Because this is kind of our introductory hearing on this issue, 
we are not yet debating on how to change the law, but we do 
need to know what the main problems are. So if every panelist 
could--without giving us a solution, touch on the problems to 
make us aware of what your main issue is with the law and what 
we can be looking towards in the future. I will start with Ms. 
Gore.
    Ms. Gore. Well, as I mentioned, I am not here to talk about 
any problems we have with the law. I will only say that there 
seem to be some circumstances where perhaps the hope was that 
the availability of significantly viewed stations might help to 
alleviate of the concerns that some consumers have had, and I 
am not sure if the significantly viewed option is being taken 
advantage of as often as it might be.
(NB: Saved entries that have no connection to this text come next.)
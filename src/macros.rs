//! Utility macros for the lexer.
//!
//! - `MK_TOKEN!` - Creates a Token instance
//! - `MK_DEFAULT_HANDLER!` - Creates a default lexer handler for fixed-text tokens

/// Creates a Token instance.
///
/// # Arguments
///
/// * `$kind` - The TokenKind
/// * `$literal` - The token's literal text
/// * `$span` - The source span
///
/// # Example
///
/// ```ignore
/// let token = MK_TOKEN!(TokenKind::Int, "42".to_string(), span);
/// ```
#[macro_export]
macro_rules! MK_TOKEN {
    ($kind:expr, $literal:expr, $span:expr) => {
        Token {
            kind: $kind,
            literal: $literal,
            span: $span,
        }
    };
}

/// Creates a default lexer handler for tokens whose text never varies.
///
/// The generated handler builds a token of the given kind spanning the
/// literal and moves the lexer past it.
///
/// # Example
///
/// ```ignore
/// RegexPattern {
///     regex: Regex::new("^\\+").unwrap(),
///     handler: MK_DEFAULT_HANDLER!(TokenKind::Plus, "+"),
/// }
/// ```
#[macro_export]
macro_rules! MK_DEFAULT_HANDLER {
    ($kind:expr, $literal:literal) => {
        |lexer: &mut Lexer, _matched: &str| -> Option<Token> {
            let token = MK_TOKEN!($kind, String::from($literal), lexer.span_of($literal.len()));
            lexer.advance_n($literal.len());
            Some(token)
        }
    };
}
use std::collections::HashMap;

use crate::{
    ast::ast::{Expr, Stmt},
    errors::errors::Error,
    lexer::tokens::{TokenKind, TokenSource},
};

use super::{expr::*, parser::Parser, stmt::*};

/// Operator precedence, lowest first.
#[derive(PartialEq, PartialOrd, Clone, Copy, Debug)]
pub enum BindingPower {
    Default,
    Equality,
    Relational,
    Additive,
    Multiplicative,
    Unary,
    Call,
}

pub type StmtHandler<S> = fn(&mut Parser<S>) -> Result<Stmt, Error>;
pub type NUDHandler<S> = fn(&mut Parser<S>) -> Result<Expr, Error>;
pub type LEDHandler<S> = fn(&mut Parser<S>, Expr, BindingPower) -> Result<Expr, Error>;

pub fn create_token_lookups<S: TokenSource>(parser: &mut Parser<S>) {
    // Equality
    parser.led(TokenKind::Equals, BindingPower::Equality, parse_infix_expr);
    parser.led(TokenKind::NotEquals, BindingPower::Equality, parse_infix_expr);

    // Relational
    parser.led(TokenKind::Less, BindingPower::Relational, parse_infix_expr);
    parser.led(TokenKind::Greater, BindingPower::Relational, parse_infix_expr);

    // Additive and multiplicative
    parser.led(TokenKind::Plus, BindingPower::Additive, parse_infix_expr);
    parser.led(TokenKind::Minus, BindingPower::Additive, parse_infix_expr);
    parser.led(TokenKind::Asterisk, BindingPower::Multiplicative, parse_infix_expr);
    parser.led(TokenKind::Slash, BindingPower::Multiplicative, parse_infix_expr);

    // Literals and symbols
    parser.nud(TokenKind::Identifier, parse_identifier);
    parser.nud(TokenKind::Int, parse_integer_literal);
    parser.nud(TokenKind::True, parse_boolean_literal);
    parser.nud(TokenKind::False, parse_boolean_literal);
    parser.nud(TokenKind::Bang, parse_prefix_expr);
    parser.nud(TokenKind::Minus, parse_prefix_expr);
    parser.nud(TokenKind::OpenParen, parse_grouping_expr);

    // Statements
    parser.stmt(TokenKind::Let, parse_let_stmt);
    parser.stmt(TokenKind::Return, parse_return_stmt);
}

// Lookup tables live inside each parser, never in statics
pub type StmtLookup<S> = HashMap<TokenKind, StmtHandler<S>>;
pub type NUDLookup<S> = HashMap<TokenKind, NUDHandler<S>>;
pub type LEDLookup<S> = HashMap<TokenKind, LEDHandler<S>>;
pub type BPLookup = HashMap<TokenKind, BindingPower>;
My colleagues would know 
more about that, and also would know more about why that might 
be.
    Mrs. Ellmers. OK. Mr. Dodge?
    Mr. Dodge. I would say the biggest thing we would like to 
see remedied is having the retransmission consent process be 
put on a more level playing field between the broadcasters and 
the distributors, and fixed in such a manner that consumers 
don't inevitably lose access to network programming during 
disputes.
    Mrs. Ellmers. Perfect.
    Ms. Mago. And I, of course, disagree with what Mr. Dodge 
just said, but I would also say that our biggest issue is that 
we want to encourage local into local service.
    Mrs. Ellmers. OK.
    Ms. Kieley. And I would say we are taking an early look at 
the law and its implementation, and looking for any problem 
areas that are there, but I will reiterate that we were quite 
pleased with the process. We trust the process. It worked quite 
well last time, and we are very appreciative that our unique 
needs were addressed the last go around with STELA, and we hope 
that if we come upon any of those issues again, that we can 
again work with this leadership of this committee and Congress.
    Mrs. Ellmers. Excellent.
    Mr. O'Leary. From our perspective, it is very simply that 
the committee step back and take a look at the law and 
determine, you know, we believe there are pieces of it that are 
trying to solve a problem which no longer exists, and so we 
would ask them to look at those, and then at a minimum, to not 
expand those areas where we believe that the government 
intervention has, you know, reduced our ability to be 
compensated fairly for the work that we create.
    Mrs. Ellmers. Well thank you. Thank you very much for your 
responses, and thank you, Mr. Chairman, for allowing me to wrap 
up this hearing. I yield back.
    Mr. Walden. Thank the gentlelady from North Carolina for 
her participation.
    And I think we should have an online contest to name this 
one ELOISE, but I have been struggling trying to figure out how 
we would do that, so we will welcome your suggestions.
    Ms. Mago. Please just don't name it Stanton.
    Ms. Gore. I actually worked on that the last time, so I 
will get that back to you.
    Mr. Walden. You would get that to me. I know it is not 
weighing in on any policy, but the name is important, and given 
four reauthorizations you have lived through.
    We want to thank our panelists for testifying today. We 
appreciate your input as we begin down this path. We will have, 
obviously, additional hearings going forward, and I am sure all 
of us will have lots of individual meetings going forward to 
have these discussions. And so thank you all for your 
participation, and with that, the committee stands adjourned.
    [Whereupon, at 12:10 p.m., the Subcommittee was adjourned.]